Recognizing the relevance of non-radical peroxymonosulfate activation by co-doped Fe metal-organic framework for the high-efficient degradation of acetaminophen: Role of singlet oxygen and the enhancement of redox cycle

Abstract

A bimetallic MOF derivative consisting of Fe and Co (Fe/Co2-MOF) by Co-doping MIL-101(Fe) was successfully synthesized for peroxymonosulfate (PMS) activation in acetaminophen (N-Acetyl-Para-Amino-Phenol, APAP) degradation. The presence of Co significantly accelerated the transfer of electrons due to the synergistic effect between Fe and Co bimetallic sites. Specifically, the reaction rate constant of APAP in the Fe/Co2-MOF + PMS system was three orders of magnitude higher than that of MIL-101(Fe) alone and 90 times higher than that of the MIL-101(Fe) + PMS system, respectively.
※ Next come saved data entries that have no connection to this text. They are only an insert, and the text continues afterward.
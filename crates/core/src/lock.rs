//! Persisted mutual exclusion between global and single-conversation syncs.
//!
//! At most one lock record exists. A record older than the TTL is stale: it is
//! treated as absent for acquisition and inspection, but only disappears when
//! the next successful acquire overwrites it. All writes go through
//! compare-and-swap against the exact text that was read, which closes the
//! check-then-act window between reading a stale record and replacing it.

use std::sync::Arc;
use std::time::Duration;

use chrono::{DateTime, Utc};
use serde::{Deserialize, Serialize};

use crate::error::{LockHolder, StoreError, SyncError, SyncResult};
use crate::store::StateStore;
use crate::types::SyncKind;

/// Store key of the single lock record.
pub const LOCK_KEY: &str = "sync-lock";

/// Age after which a lock no longer blocks new syncs.
pub const DEFAULT_LOCK_TTL: Duration = Duration::from_secs(30 * 60);

/// The persisted lock record.
#[derive(Debug, Clone, PartialEq, Eq, Serialize, Deserialize)]
#[serde(rename_all = "camelCase")]
pub struct LockRecord {
    pub kind: SyncKind,
    /// Orchestrator pid until the worker is spawned, then the worker pid.
    pub owner_pid: u32,
    pub acquired_at: DateTime<Utc>,
    #[serde(default, skip_serializing_if = "Option::is_none")]
    pub conversation_id: Option<String>,
    pub job_id: String,
}

impl LockRecord {
    pub fn is_stale(&self, now: DateTime<Utc>, ttl: Duration) -> bool {
        let ttl = chrono::Duration::from_std(ttl).unwrap_or(chrono::Duration::MAX);
        now.signed_duration_since(self.acquired_at) > ttl
    }

    pub fn holder(&self) -> LockHolder {
        LockHolder {
            kind: self.kind,
            owner_pid: self.owner_pid,
            conversation_id: self.conversation_id.clone(),
        }
    }

    /// Decode a stored record. Unparseable text yields `None`.
    pub fn parse(raw: &str) -> Option<Self> {
        serde_json::from_str(raw).ok()
    }
}

/// A lock record together with the exact stored text, so it can be replaced
/// or released only if nobody else has touched it since.
#[derive(Debug, Clone, PartialEq, Eq)]
pub struct LockHandle {
    record: LockRecord,
    raw: String,
}

impl LockHandle {
    fn encode(record: LockRecord) -> Result<Self, StoreError> {
        let raw = serde_json::to_string(&record)?;
        Ok(Self { record, raw })
    }

    pub fn record(&self) -> &LockRecord {
        &self.record
    }

    pub fn kind(&self) -> SyncKind {
        self.record.kind
    }

    pub fn job_id(&self) -> &str {
        &self.record.job_id
    }
}

/// Read-only view of the lock, staleness already applied.
#[derive(Debug, Clone, Default, PartialEq, Eq)]
pub struct LockInspection {
    held: Option<LockHandle>,
}

impl LockInspection {
    pub fn locked(&self) -> bool {
        self.held.is_some()
    }

    pub fn record(&self) -> Option<&LockRecord> {
        self.held.as_ref().map(LockHandle::record)
    }

    pub fn kind(&self) -> Option<SyncKind> {
        self.record().map(|r| r.kind)
    }

    pub fn owner_pid(&self) -> Option<u32> {
        self.record().map(|r| r.owner_pid)
    }

    pub fn is_held_by(&self, kind: SyncKind) -> bool {
        self.kind() == Some(kind)
    }

    pub fn into_handle(self) -> Option<LockHandle> {
        self.held
    }
}

/// What is currently stored under [`LOCK_KEY`].
enum Stored {
    Absent,
    Live(LockHandle),
    /// Stale or unparseable; carries the raw text to swap against.
    Reclaimable { raw: String, previous: Option<LockRecord> },
}

#[derive(Clone)]
pub struct LockManager {
    store: Arc<dyn StateStore>,
    ttl: Duration,
}

impl LockManager {
    pub fn new(store: Arc<dyn StateStore>, ttl: Duration) -> Self {
        Self { store, ttl }
    }

    pub fn ttl(&self) -> Duration {
        self.ttl
    }

    async fn load(&self) -> Result<Stored, StoreError> {
        let Some(raw) = self.store.get(LOCK_KEY).await? else {
            return Ok(Stored::Absent);
        };
        match LockRecord::parse(&raw) {
            Some(record) if !record.is_stale(Utc::now(), self.ttl) => {
                Ok(Stored::Live(LockHandle { record, raw }))
            }
            Some(record) => Ok(Stored::Reclaimable {
                raw,
                previous: Some(record),
            }),
            None => {
                tracing::warn!(key = LOCK_KEY, "Unparseable lock record, treating as absent");
                Ok(Stored::Reclaimable {
                    raw,
                    previous: None,
                })
            }
        }
    }

    /// Current lock state. Never writes.
    pub async fn inspect(&self) -> Result<LockInspection, StoreError> {
        Ok(match self.load().await? {
            Stored::Live(handle) => LockInspection { held: Some(handle) },
            Stored::Absent | Stored::Reclaimable { .. } => LockInspection::default(),
        })
    }

    /// Take the lock for a new job, or report who holds it.
    ///
    /// The record is written with this process's pid; call [`Self::reassign`]
    /// once the worker pid is known.
    pub async fn try_acquire(
        &self,
        kind: SyncKind,
        conversation_id: Option<&str>,
        job_id: &str,
    ) -> SyncResult<LockHandle> {
        let handle = LockHandle::encode(LockRecord {
            kind,
            owner_pid: std::process::id(),
            acquired_at: Utc::now(),
            conversation_id: conversation_id.map(str::to_owned),
            job_id: job_id.to_owned(),
        })?;

        let expected = match self.load().await? {
            Stored::Absent => None,
            Stored::Live(existing) => {
                return Err(SyncError::Busy {
                    holder: Some(existing.record.holder()),
                })
            }
            Stored::Reclaimable { raw, previous } => {
                if let Some(previous) = previous {
                    tracing::warn!(
                        stale_kind = %previous.kind,
                        stale_job_id = %previous.job_id,
                        stale_pid = previous.owner_pid,
                        acquired_at = %previous.acquired_at,
                        "Reclaiming stale sync lock"
                    );
                }
                Some(raw)
            }
        };

        let swapped = self
            .store
            .compare_and_swap(LOCK_KEY, expected.as_deref(), Some(&handle.raw))
            .await?;
        if !swapped {
            // Lost a race with a concurrent acquirer.
            let holder = self.inspect().await?.record().map(LockRecord::holder);
            return Err(SyncError::Busy { holder });
        }

        tracing::info!(
            kind = %kind,
            job_id = %job_id,
            conversation_id = ?conversation_id,
            "Sync lock acquired"
        );
        Ok(handle)
    }

    /// Record the worker pid on a held lock.
    ///
    /// Returns `None` if the lock changed hands since `handle` was taken
    /// (for example, cancelled during launch).
    pub async fn reassign(
        &self,
        handle: &LockHandle,
        owner_pid: u32,
    ) -> Result<Option<LockHandle>, StoreError> {
        let updated = LockHandle::encode(LockRecord {
            owner_pid,
            ..handle.record.clone()
        })?;
        let swapped = self
            .store
            .compare_and_swap(LOCK_KEY, Some(&handle.raw), Some(&updated.raw))
            .await?;
        Ok(swapped.then_some(updated))
    }

    /// Delete the lock only if it is still exactly `handle`.
    ///
    /// Returns whether this call released it; `false` means it was already
    /// released or now belongs to another job.
    pub async fn release_if_held(&self, handle: &LockHandle) -> Result<bool, StoreError> {
        let released = self
            .store
            .compare_and_swap(LOCK_KEY, Some(&handle.raw), None)
            .await?;
        if released {
            tracing::info!(kind = %handle.kind(), job_id = %handle.job_id(), "Sync lock released");
        }
        Ok(released)
    }

    /// Delete whatever lock exists. Absence is not an error.
    pub async fn release(&self) -> Result<(), StoreError> {
        self.store.remove(LOCK_KEY).await
    }
}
At room temperature, 100 % of the APAP was degraded in 15 min with a Fe/Co2-MOF concentration of 0.05 g/L and a PMS concentration of 0.8 mmol/L across a wide pH range from 3 to 9. High-valence metal species (CoIV and FeIV) and electron transfer-dominated nonradical processes were responsible for the APAP degradation. Although singlet oxygen (1O2) was identified as the main active species in our study, the relative contribution of 1O2 was negligible. The catalytic performance was particularly notable in the practical implementation of hospital sewage treatment. However, it is still urgent to seek ways to relieve cobalt leaching of Fe/Co2-MOF. This strategy of Co-doping provides a clear illustration of modulating MIL-101(Fe) ultimately maximize their catalytic efficiency in PMS activation for water purification.